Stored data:
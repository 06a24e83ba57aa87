//! Holdings ledger: per-portfolio positions updated by order fills.
//!
//! Fills against the same (portfolio, instrument) position are serialized
//! by a per-position mutex, so concurrent fills never interleave their
//! read-modify-write. The registry map itself is only locked long enough
//! to find or insert the position slot.

use std::collections::HashMap;
use std::sync::Arc;

use parking_lot::{Mutex, RwLock};
use serde::Serialize;
use tracing::debug;

use crate::domain::{Holding, InstrumentId, LedgerError, Money, OrderSide, PortfolioId};

type PositionKey = (PortfolioId, InstrumentId);
type PositionSlot = Arc<Mutex<Option<Holding>>>;

/// Result of applying a fill to the ledger.
#[derive(Debug, Clone, PartialEq, Eq, Serialize)]
#[serde(rename_all = "camelCase")]
pub struct FillOutcome {
    /// Portfolio the fill applied to.
    pub portfolio_id: PortfolioId,
    /// Instrument traded.
    pub instrument_id: InstrumentId,
    /// Held quantity after the fill.
    pub quantity_after: u32,
    /// Average cost per share after the fill (zero if the position emptied).
    pub average_cost_after: Money,
    /// Average cost per share the fill was applied against.
    pub average_cost_at_fill: Money,
    /// Realized profit or loss; present for sells only.
    pub realized_pnl: Option<Money>,
}

/// Registry of positions keyed by (portfolio, instrument).
///
/// Fully-sold positions keep their slot with an empty value, so a later
/// re-buy reuses the same serialization point.
#[derive(Default)]
pub struct HoldingsLedger {
    positions: RwLock<HashMap<PositionKey, PositionSlot>>,
}

impl HoldingsLedger {
    /// Create an empty ledger.
    #[must_use]
    pub fn new() -> Self {
        Self::default()
    }

    fn slot(&self, portfolio_id: &PortfolioId, instrument_id: &InstrumentId) -> PositionSlot {
        let key = (portfolio_id.clone(), instrument_id.clone());
        if let Some(slot) = self.positions.read().get(&key) {
            return Arc::clone(slot);
        }
        let mut positions = self.positions.write();
        Arc::clone(positions.entry(key).or_default())
    }

    fn existing_slot(
        &self,
        portfolio_id: &PortfolioId,
        instrument_id: &InstrumentId,
    ) -> Option<PositionSlot> {
        let key = (portfolio_id.clone(), instrument_id.clone());
        self.positions.read().get(&key).map(Arc::clone)
    }

    /// Apply a fill to the ledger. The single mutating entry point.
    ///
    /// Buys open a position or fold into its weighted average; sells
    /// reduce it and realize P&L. The held-quantity check for sells and
    /// the mutation happen under the same position lock, so a concurrent
    /// sell cannot pass the check twice against the same shares.
    ///
    /// # Errors
    ///
    /// Returns [`LedgerError::InsufficientPosition`] if a sell exceeds
    /// the held quantity or no position exists.
    pub fn apply_fill(
        &self,
        portfolio_id: &PortfolioId,
        instrument_id: &InstrumentId,
        side: OrderSide,
        quantity: u32,
        price: Money,
    ) -> Result<FillOutcome, LedgerError> {
        match side {
            OrderSide::Buy => Ok(self.apply_buy(portfolio_id, instrument_id, quantity, price)),
            OrderSide::Sell => self.apply_sell(portfolio_id, instrument_id, quantity, price),
        }
    }

    fn apply_buy(
        &self,
        portfolio_id: &PortfolioId,
        instrument_id: &InstrumentId,
        quantity: u32,
        price: Money,
    ) -> FillOutcome {
        let slot = self.slot(portfolio_id, instrument_id);
        let mut guard = slot.lock();

        let holding = match guard.as_mut() {
            Some(holding) => {
                holding.apply_buy(quantity, price);
                holding
            }
            None => guard.insert(Holding::open(
                portfolio_id.clone(),
                instrument_id.clone(),
                quantity,
                price,
            )),
        };

        debug!(
            portfolio_id = %portfolio_id,
            instrument_id = %instrument_id,
            quantity,
            price = %price,
            quantity_after = holding.quantity(),
            "buy fill applied"
        );
        FillOutcome {
            portfolio_id: portfolio_id.clone(),
            instrument_id: instrument_id.clone(),
            quantity_after: holding.quantity(),
            average_cost_after: holding.average_cost(),
            average_cost_at_fill: holding.average_cost(),
            realized_pnl: None,
        }
    }

    fn apply_sell(
        &self,
        portfolio_id: &PortfolioId,
        instrument_id: &InstrumentId,
        quantity: u32,
        price: Money,
    ) -> Result<FillOutcome, LedgerError> {
        let insufficient = |held: u32| LedgerError::InsufficientPosition {
            portfolio_id: portfolio_id.clone(),
            instrument_id: instrument_id.clone(),
            held,
            requested: quantity,
        };

        let slot = self
            .existing_slot(portfolio_id, instrument_id)
            .ok_or_else(|| insufficient(0))?;
        let mut guard = slot.lock();
        let holding = guard.as_mut().ok_or_else(|| insufficient(0))?;

        if quantity > holding.quantity() {
            return Err(insufficient(holding.quantity()));
        }

        let average_cost_at_fill = holding.average_cost();
        let realized_pnl = holding.apply_sell(quantity, price);
        let quantity_after = holding.quantity();
        let average_cost_after = if holding.is_empty() {
            Money::ZERO
        } else {
            holding.average_cost()
        };
        if holding.is_empty() {
            // Keep the slot; a later re-buy reuses its lock.
            *guard = None;
        }

        debug!(
            portfolio_id = %portfolio_id,
            instrument_id = %instrument_id,
            quantity,
            price = %price,
            quantity_after,
            realized_pnl = %realized_pnl,
            "sell fill applied"
        );
        Ok(FillOutcome {
            portfolio_id: portfolio_id.clone(),
            instrument_id: instrument_id.clone(),
            quantity_after,
            average_cost_after,
            average_cost_at_fill,
            realized_pnl: Some(realized_pnl),
        })
    }

    /// Get the current position, if one is open.
    #[must_use]
    pub fn position(
        &self,
        portfolio_id: &PortfolioId,
        instrument_id: &InstrumentId,
    ) -> Option<Holding> {
        self.existing_slot(portfolio_id, instrument_id)
            .and_then(|slot| slot.lock().clone())
    }

    /// Get the held quantity, zero if no position is open.
    #[must_use]
    pub fn held_quantity(&self, portfolio_id: &PortfolioId, instrument_id: &InstrumentId) -> u32 {
        self.position(portfolio_id, instrument_id)
            .map_or(0, |holding| holding.quantity())
    }

    /// List all open positions in a portfolio.
    #[must_use]
    pub fn portfolio_holdings(&self, portfolio_id: &PortfolioId) -> Vec<Holding> {
        let slots: Vec<PositionSlot> = self
            .positions
            .read()
            .iter()
            .filter(|((pf, _), _)| pf == portfolio_id)
            .map(|(_, slot)| Arc::clone(slot))
            .collect();

        slots
            .iter()
            .filter_map(|slot| slot.lock().clone())
            .collect()
    }
}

PROBLEM TO WORK ON:
Lines containing "same": tally them across the records above and give the total alone.

OUTPUT BELOW:
4